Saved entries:
=-=-=-=-=
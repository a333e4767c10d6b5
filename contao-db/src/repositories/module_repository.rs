// Contao - front-end rendering core for the Contao CMS
// Copyright (C) 2025 Contao Project Contributors
//
// This program is free software: you can redistribute it and/or modify
// it under the terms of the GNU Affero General Public License as
// published by the Free Software Foundation, either version 3 of the
// License, or (at your option) any later version.
//
// This program is distributed in the hope that it will be useful,
// but WITHOUT ANY WARRANTY; without even the implied warranty of
// MERCHANTABILITY or FITNESS FOR A PARTICULAR PURPOSE.  See the
// GNU Affero General Public License for more details.
//
// You should have received a copy of the GNU Affero General Public License
// along with this program.  If not, see <https://www.gnu.org/licenses/>.

use anyhow::{Context, Result};
use contao_core::models::headline::CssId;
use contao_core::models::module_config::ModuleConfig;
use sqlx::SqlitePool;

use crate::datetime::parse_datetime;
use crate::repositories::content_repository::{headline_to_json, parse_headline};

const MODULE_COLUMNS: &str =
    "id, name, type, headline, css_id, css_class, custom_tpl, data, created_at, updated_at";

#[derive(sqlx::FromRow)]
struct ModuleRow {
    id: i64,
    name: String,
    #[sqlx(rename = "type")]
    module_type: String,
    headline: Option<String>,
    css_id: String,
    css_class: String,
    custom_tpl: Option<String>,
    data: String,
    created_at: String,
    updated_at: String,
}

impl TryFrom<ModuleRow> for ModuleConfig {
    type Error = anyhow::Error;

    fn try_from(row: ModuleRow) -> Result<Self> {
        Ok(ModuleConfig {
            id: Some(row.id),
            name: row.name,
            module_type: row.module_type,
            headline: parse_headline(row.headline.as_deref())?,
            css: CssId {
                id: row.css_id,
                class: row.css_class,
            },
            custom_tpl: row.custom_tpl,
            data: serde_json::from_str(&row.data).context("Failed to parse module settings")?,
            created_at: parse_datetime(&row.created_at, "created_at")?,
            updated_at: parse_datetime(&row.updated_at, "updated_at")?,
        })
    }
}

pub struct ModuleRepository {
    pool: SqlitePool,
}

impl ModuleRepository {
    pub fn new(pool: SqlitePool) -> Self {
        Self { pool }
    }

    pub async fn create(&self, module: &ModuleConfig) -> Result<i64> {
        if let Err(e) = module.is_valid() {
            return Err(anyhow::anyhow!("Invalid module: {}", e));
        }

        let result = sqlx::query(
            r#"
            INSERT INTO tl_module (name, type, headline, css_id, css_class, custom_tpl, data, created_at, updated_at)
            VALUES (?, ?, ?, ?, ?, ?, ?, ?, ?)
            "#,
        )
        .bind(&module.name)
        .bind(&module.module_type)
        .bind(headline_to_json(&module.headline)?)
        .bind(&module.css.id)
        .bind(&module.css.class)
        .bind(&module.custom_tpl)
        .bind(module.data.to_string())
        .bind(module.created_at)
        .bind(module.updated_at)
        .execute(&self.pool)
        .await
        .context("Failed to create module")?;

        Ok(result.last_insert_rowid())
    }

    pub async fn update(&self, module: &ModuleConfig) -> Result<()> {
        let id = module
            .id
            .ok_or_else(|| anyhow::anyhow!("Cannot update module without id"))?;
        if let Err(e) = module.is_valid() {
            return Err(anyhow::anyhow!("Invalid module: {}", e));
        }

        let rows_affected = sqlx::query(
            r#"
            UPDATE tl_module
            SET name = ?, type = ?, headline = ?, css_id = ?, css_class = ?, custom_tpl = ?, data = ?, updated_at = ?
            WHERE id = ?
            "#,
        )
        .bind(&module.name)
        .bind(&module.module_type)
        .bind(headline_to_json(&module.headline)?)
        .bind(&module.css.id)
        .bind(&module.css.class)
        .bind(&module.custom_tpl)
        .bind(module.data.to_string())
        .bind(chrono::Utc::now())
        .bind(id)
        .execute(&self.pool)
        .await
        .context("Failed to update module")?
        .rows_affected();

        if rows_affected == 0 {
            return Err(anyhow::anyhow!("Module not found"));
        }
        Ok(())
    }

    pub async fn find_by_id(&self, id: i64) -> Result<Option<ModuleConfig>> {
        let row = sqlx::query_as::<_, ModuleRow>(&format!(
            "SELECT {} FROM tl_module WHERE id = ?",
            MODULE_COLUMNS
        ))
        .bind(id)
        .fetch_optional(&self.pool)
        .await
        .context("Failed to find module by id")?;

        row.map(ModuleConfig::try_from).transpose()
    }

    pub async fn find_all(&self) -> Result<Vec<ModuleConfig>> {
        let rows = sqlx::query_as::<_, ModuleRow>(&format!(
            "SELECT {} FROM tl_module ORDER BY name, id",
            MODULE_COLUMNS
        ))
        .fetch_all(&self.pool)
        .await
        .context("Failed to list modules")?;

        rows.into_iter().map(ModuleConfig::try_from).collect()
    }

    pub async fn delete(&self, id: i64) -> Result<()> {
        let rows_affected = sqlx::query("DELETE FROM tl_module WHERE id = ?")
            .bind(id)
            .execute(&self.pool)
            .await
            .context("Failed to delete module")?
            .rows_affected();

        if rows_affected == 0 {
            return Err(anyhow::anyhow!("Module not found"));
        }
        Ok(())
    }
}

#[cfg(test)]
mod tests {
    use super::*;
    use crate::init::init_database;
    use contao_core::models::headline::Headline;
    use serde_json::json;

    #[tokio::test]
    async fn test_create_find_update() -> Result<()> {
        let pool = init_database("sqlite::memory:").await?;
        let repo = ModuleRepository::new(pool);

        let mut module = ModuleConfig::new(
            "Main navigation".to_string(),
            "navigation".to_string(),
            json!({"level_offset": 0, "show_level": 2}),
        );
        module.headline = Some(Headline::new("h3", "Menu"));
        module.css = CssId::new("main-nav", "nav");
        let id = repo.create(&module).await?;

        let mut found = repo.find_by_id(id).await?.expect("module exists");
        assert_eq!(found.module_type, "navigation");
        assert_eq!(found.show_level(), 2);
        assert_eq!(found.headline, Some(Headline::new("h3", "Menu")));
        assert_eq!(found.css, CssId::new("main-nav", "nav"));

        found.custom_tpl = Some("mod_navigation_compact".to_string());
        repo.update(&found).await?;
        let updated = repo.find_by_id(id).await?.expect("module exists");
        assert_eq!(updated.template_name(), "mod_navigation_compact");

        assert_eq!(repo.find_all().await?.len(), 1);
        repo.delete(id).await?;
        assert!(repo.find_by_id(id).await?.is_none());
        Ok(())
    }

    #[tokio::test]
    async fn test_unknown_type_rejected() -> Result<()> {
        let pool = init_database("sqlite::memory:").await?;
        let repo = ModuleRepository::new(pool);
        let module = ModuleConfig::new("News".to_string(), "newslist".to_string(), json!({}));
        assert!(repo.create(&module).await.is_err());
        Ok(())
    }
}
=-=-=-=-=
Print out all of the records above, word for word.

repository a333e4767c10d6b5
filename contao-db/src/repositories/module_repository.rs
// Contao - front-end rendering core for the Contao CMS
// Copyright (C) 2025 Contao Project Contributors
//
// This program is free software: you can redistribute it and/or modify
// it under the terms of the GNU Affero General Public License as
// published by the Free Software Foundation, either version 3 of the
// License, or (at your option) any later version.
//
// This program is distributed in the hope that it will be useful,
// but WITHOUT ANY WARRANTY; without even the implied warranty of
// MERCHANTABILITY or FITNESS FOR A PARTICULAR PURPOSE.  See the
// GNU Affero General Public License for more details.
//
// You should have received a copy of the GNU Affero General Public License
// along with this program.  If not, see <https://www.gnu.org/licenses/>.

use anyhow::{Context, Result};
use contao_core::models::headline::CssId;
use contao_core::models::module_config::ModuleConfig;
use sqlx::SqlitePool;

use crate::datetime::parse_datetime;
use crate::repositories::content_repository::{headline_to_json, parse_headline};

const MODULE_COLUMNS: &str =
    "id, name, type, headline, css_id, css_class, custom_tpl, data, created_at, updated_at";

#[derive(sqlx::FromRow)]
struct ModuleRow {
    id: i64,
    name: String,
    #[sqlx(rename = "type")]
    module_type: String,
    headline: Option<String>,
    css_id: String,
    css_class: String,
    custom_tpl: Option<String>,
    data: String,
    created_at: String,
    updated_at: String,
}

impl TryFrom<ModuleRow> for ModuleConfig {
    type Error = anyhow::Error;

    fn try_from(row: ModuleRow) -> Result<Self> {
        Ok(ModuleConfig {
            id: Some(row.id),
            name: row.name,
            module_type: row.module_type,
            headline: parse_headline(row.headline.as_deref())?,
            css: CssId {
                id: row.css_id,
                class: row.css_class,
            },
            custom_tpl: row.custom_tpl,
            data: serde_json::from_str(&row.data).context("Failed to parse module settings")?,
            created_at: parse_datetime(&row.created_at, "created_at")?,
            updated_at: parse_datetime(&row.updated_at, "updated_at")?,
        })
    }
}

pub struct ModuleRepository {
    pool: SqlitePool,
}

impl ModuleRepository {
    pub fn new(pool: SqlitePool) -> Self {
        Self { pool }
    }

    pub async fn create(&self, module: &ModuleConfig) -> Result<i64> {
        if let Err(e) = module.is_valid() {
            return Err(anyhow::anyhow!("Invalid module: {}", e));
        }

        let result = sqlx::query(
            r#"
            INSERT INTO tl_module (name, type, headline, css_id, css_class, custom_tpl, data, created_at, updated_at)
            VALUES (?, ?, ?, ?, ?, ?, ?, ?, ?)
            "#,
        )
        .bind(&module.name)
        .bind(&module.module_type)
        .bind(headline_to_json(&module.headline)?)
        .bind(&module.css.id)
        .bind(&module.css.class)
        .bind(&module.custom_tpl)
        .bind(module.data.to_string())
        .bind(module.created_at)
        .bind(module.updated_at)
        .execute(&self.pool)
        .await
        .context("Failed to create module")?;

        Ok(result.last_insert_rowid())
    }

    pub async fn update(&self, module: &ModuleConfig) -> Result<()> {
        let id = module
            .id
            .ok_or_else(|| anyhow::anyhow!("Cannot update module without id"))?;
        if let Err(e) = module.is_valid() {
            return Err(anyhow::anyhow!("Invalid module: {}", e));
        }

        let rows_affected = sqlx::query(
            r#"
            UPDATE tl_module
            SET name = ?, type = ?, headline = ?, css_id = ?, css_class = ?, custom_tpl = ?, data = ?, updated_at = ?
            WHERE id = ?
            "#,
        )
        .bind(&module.name)
        .bind(&module.module_type)
        .bind(headline_to_json(&module.headline)?)
        .bind(&module.css.id)
        .bind(&module.css.class)
        .bind(&module.custom_tpl)
        .bind(module.data.to_string())
        .bind(chrono::Utc::now())
        .bind(id)
        .execute(&self.pool)
        .await
        .context("Failed to update module")?
        .rows_affected();

        if rows_affected == 0 {
            return Err(anyhow::anyhow!("Module not found"));
        }
        Ok(())
    }

    pub async fn find_by_id(&self, id: i64) -> Result<Option<ModuleConfig>> {
        let row = sqlx::query_as::<_, ModuleRow>(&format!(
            "SELECT {} FROM tl_module WHERE id = ?",
            MODULE_COLUMNS
        ))
        .bind(id)
        .fetch_optional(&self.pool)
        .await
        .context("Failed to find module by id")?;

        row.map(ModuleConfig::try_from).transpose()
    }

    pub async fn find_all(&self) -> Result<Vec<ModuleConfig>> {
        let rows = sqlx::query_as::<_, ModuleRow>(&format!(
            "SELECT {} FROM tl_module ORDER BY name, id",
            MODULE_COLUMNS
        ))
        .fetch_all(&self.pool)
        .await
        .context("Failed to list modules")?;

        rows.into_iter().map(ModuleConfig::try_from).collect()
    }

    pub async fn delete(&self, id: i64) -> Result<()> {
        let rows_affected = sqlx::query("DELETE FROM tl_module WHERE id = ?")
            .bind(id)
            .execute(&self.pool)
            .await
            .context("Failed to delete module")?
            .rows_affected();

        if rows_affected == 0 {
            return Err(anyhow::anyhow!("Module not found"));
        }
        Ok(())
    }
}

#[cfg(test)]
mod tests {
    use super::*;
    use crate::init::init_database;
    use contao_core::models::headline::Headline;
    use serde_json::json;

    #[tokio::test]
    async fn test_create_find_update() -> Result<()> {
        let pool = init_database("sqlite::memory:").await?;
        let repo = ModuleRepository::new(pool);

        let mut module = ModuleConfig::new(
            "Main navigation".to_string(),
            "navigation".to_string(),
            json!({"level_offset": 0, "show_level": 2}),
        );
        module.headline = Some(Headline::new("h3", "Menu"));
        module.css = CssId::new("main-nav", "nav");
        let id = repo.create(&module).await?;

        let mut found = repo.find_by_id(id).await?.expect("module exists");
        assert_eq!(found.module_type, "navigation");
        assert_eq!(found.show_level(), 2);
        assert_eq!(found.headline, Some(Headline::new("h3", "Menu")));
        assert_eq!(found.css, CssId::new("main-nav", "nav"));

        found.custom_tpl = Some("mod_navigation_compact".to_string());
        repo.update(&found).await?;
        let updated = repo.find_by_id(id).await?.expect("module exists");
        assert_eq!(updated.template_name(), "mod_navigation_compact");

        assert_eq!(repo.find_all().await?.len(), 1);
        repo.delete(id).await?;
        assert!(repo.find_by_id(id).await?.is_none());
        Ok(())
    }

    #[tokio::test]
    async fn test_unknown_type_rejected() -> Result<()> {
        let pool = init_database("sqlite::memory:").await?;
        let repo = ModuleRepository::new(pool);
        let module = ModuleConfig::new("News".to_string(), "newslist".to_string(), json!({}));
        assert!(repo.create(&module).await.is_err());
        Ok(())
    }
}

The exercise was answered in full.